* **PROBLEM REQUIREMENTS**
Whenever a line in the entries below contains the string "message", copy that line.

* **DATASET RECORDS**

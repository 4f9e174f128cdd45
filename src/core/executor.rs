use serde::Serialize;
use serde_json::Value;
use std::ops::ControlFlow;
use std::path::{Path, PathBuf};
use tracing::{debug, error, info, instrument, warn};

use crate::core::planner::{row_byte_estimate, ChunkPlan, ChunkPlanner, Strategy};
use crate::core::query_builder::{build_query, BuiltQuery, QuerySpec};
use crate::core::row_count;
use crate::error::{QueryError, QueryResult, ValidationError};
use crate::infra::backend::{BackendSession, TabularQueryBackend};
use crate::infra::probe::ResourceProbe;
use crate::infra::sink::{ChunkSink, JsonLinesSink};

#[derive(Debug, Clone, Copy, PartialEq, Eq, Serialize)]
pub enum ExecutionState {
    Fetching,
    Completed,
    PartiallyCompleted,
    Failed,
}

#[derive(Debug, Clone, Default, PartialEq, Serialize)]
pub struct ResultTable {
    pub columns: Vec<String>,
    pub rows: Vec<Value>,
}

/// 磁盘流式执行的产物：按批次顺序排列的分块文件
#[derive(Debug, Clone, Default, PartialEq, Serialize)]
pub struct ChunkManifest {
    pub directory: PathBuf,
    pub files: Vec<PathBuf>,
    pub rows_written: u64,
    pub bytes_written: u64,
    /// 因磁盘余量不足提前结束时为 false
    pub complete: bool,
    pub warning: Option<String>,
}

#[derive(Debug, Clone, PartialEq, Serialize)]
#[serde(tag = "strategy")]
pub enum ExecutionResult {
    InMemory(ResultTable),
    DiskStream(ChunkManifest),
}

impl ExecutionResult {
    pub fn state(&self) -> ExecutionState {
        match self {
            ExecutionResult::DiskStream(manifest) if !manifest.complete => {
                ExecutionState::PartiallyCompleted
            }
            _ => ExecutionState::Completed,
        }
    }
}

/// 每批结束后接收 (已拉取行数, 总行数)
pub trait ProgressSink {
    fn report(&mut self, done: u64, total: u64);
}

/// 以 debug 日志输出进度
#[derive(Debug, Default, Clone, Copy)]
pub struct LogProgress;

impl ProgressSink for LogProgress {
    fn report(&mut self, done: u64, total: u64) {
        let percent = if total == 0 {
            100.0
        } else {
            done as f64 * 100.0 / total as f64
        };
        debug!("Fetching rows: {:.1}% ({}/{})", percent, done, total);
    }
}

pub struct ChunkedExecutor<'a, B, P> {
    backend: &'a B,
    probe: &'a P,
    planner: ChunkPlanner,
}

impl<'a, B, P> ChunkedExecutor<'a, B, P>
where
    B: TabularQueryBackend,
    P: ResourceProbe,
{
    pub fn new(backend: &'a B, probe: &'a P, planner: ChunkPlanner) -> Self {
        Self {
            backend,
            probe,
            planner,
        }
    }

    pub async fn execute<R>(
        &self,
        spec: &QuerySpec,
        output_dir: &Path,
        progress: &mut R,
    ) -> QueryResult<ExecutionResult>
    where
        R: ProgressSink + Send,
    {
        let mut sink = JsonLinesSink::new(output_dir);
        self.execute_with_sink(spec, &mut sink, progress).await
    }

    #[instrument(skip_all, fields(table = %spec.table))]
    pub async fn execute_with_sink<K, R>(
        &self,
        spec: &QuerySpec,
        sink: &mut K,
        progress: &mut R,
    ) -> QueryResult<ExecutionResult>
    where
        K: ChunkSink + Send,
        R: ProgressSink + Send,
    {
        if !spec.window_is_valid() {
            return Err(ValidationError::WindowNotValidated.into());
        }
        // 参数只构建一次，计数查询与主查询共用同一份
        let query = build_query(spec)?;
        let columns = spec.selected_columns();
        info!(state = ?ExecutionState::Fetching, sql = %query.sql, "开始执行查询");

        let mut session = match self.backend.connect().await {
            Ok(session) => session,
            Err(e) => {
                error!(state = ?ExecutionState::Failed, "连接失败: {}", e);
                return Err(e);
            }
        };

        let outcome = self.run(&mut session, &query, &columns, sink, progress).await;

        // 成功、失败、提前终止都要释放连接
        if let Err(e) = session.close().await {
            warn!("关闭连接失败: {}", e);
        }

        match &outcome {
            Ok(result) => info!(state = ?result.state(), "查询执行结束"),
            Err(e) => error!(state = ?ExecutionState::Failed, "查询执行失败: {}", e),
        }
        outcome
    }

    async fn run<S, K, R>(
        &self,
        session: &mut S,
        query: &BuiltQuery,
        columns: &[String],
        sink: &mut K,
        progress: &mut R,
    ) -> QueryResult<ExecutionResult>
    where
        S: BackendSession,
        K: ChunkSink + Send,
        R: ProgressSink + Send,
    {
        let total_rows = row_count::estimate(session, query).await?;
        let row_bytes = row_byte_estimate(columns.len());
        let plan = self
            .planner
            .plan(total_rows, self.probe.available_memory_bytes(), row_bytes);
        info!(
            total_rows = plan.total_rows,
            chunk_size = plan.chunk_size,
            strategy = ?plan.strategy,
            "分块计划已确定"
        );

        match plan.strategy {
            Strategy::InMemory => fetch_in_memory(session, query, columns, plan, progress)
                .await
                .map(ExecutionResult::InMemory),
            Strategy::DiskStream => {
                stream_to_disk(session, query, plan, row_bytes, self.probe, sink, progress)
                    .await
                    .map(ExecutionResult::DiskStream)
            }
        }
    }
}

async fn fetch_in_memory<S, R>(
    session: &mut S,
    query: &BuiltQuery,
    columns: &[String],
    plan: ChunkPlan,
    progress: &mut R,
) -> QueryResult<ResultTable>
where
    S: BackendSession,
    R: ProgressSink + Send,
{
    let mut table = ResultTable::default();
    let mut fetched = 0u64;

    session
        .fetch_batches(&query.sql, &query.params, plan.chunk_size as usize, |batch| {
            if table.columns.is_empty() {
                table.columns = batch.columns;
            }
            fetched += batch.rows.len() as u64;
            table.rows.extend(batch.rows);
            progress.report(fetched, plan.total_rows);
            Ok(ControlFlow::Continue(()))
        })
        .await?;

    // 空结果时后端拿不到列名，用查询选择的列补上
    if table.columns.is_empty() {
        table.columns = columns.to_vec();
    }
    Ok(table)
}

async fn stream_to_disk<S, P, K, R>(
    session: &mut S,
    query: &BuiltQuery,
    plan: ChunkPlan,
    row_bytes: u64,
    probe: &P,
    sink: &mut K,
    progress: &mut R,
) -> QueryResult<ChunkManifest>
where
    S: BackendSession,
    P: ResourceProbe,
    K: ChunkSink + Send,
    R: ProgressSink + Send,
{
    // 每次执行只探测一次磁盘余量，写入过程中不再重新探测
    let free_disk = probe.free_disk_space_bytes(sink.location()).ok_or_else(|| {
        QueryError::Io(format!(
            "cannot determine free disk space for {}",
            sink.location().display()
        ))
    })?;
    sink.prepare()?;
    let mut manifest = ChunkManifest {
        directory: sink.location().to_path_buf(),
        ..ChunkManifest::default()
    };
    let mut out_of_space = false;

    session
        .fetch_batches(&query.sql, &query.params, plan.chunk_size as usize, |batch| {
            let chunk_bytes = (batch.rows.len() as u64).saturating_mul(row_bytes);
            if manifest.bytes_written.saturating_add(chunk_bytes) >= free_disk {
                out_of_space = true;
                return Ok(ControlFlow::Break(()));
            }
            let written = sink.write_chunk(manifest.files.len(), &batch)?;
            manifest.bytes_written += written.bytes;
            manifest.rows_written += batch.rows.len() as u64;
            manifest.files.push(written.path);
            progress.report(manifest.rows_written, plan.total_rows);
            Ok(ControlFlow::Continue(()))
        })
        .await?;

    manifest.complete = !out_of_space;
    if out_of_space {
        let message = format!(
            "Insufficient disk space: stopped after {} of {} rows, {} chunk file(s) kept in {}",
            manifest.rows_written,
            plan.total_rows,
            manifest.files.len(),
            manifest.directory.display()
        );
        warn!("{}", message);
        manifest.warning = Some(message);
    }
    Ok(manifest)
}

* **SOLUTION BELOW**
        let message = format!(
        warn!("{}", message);
        manifest.warning = Some(message);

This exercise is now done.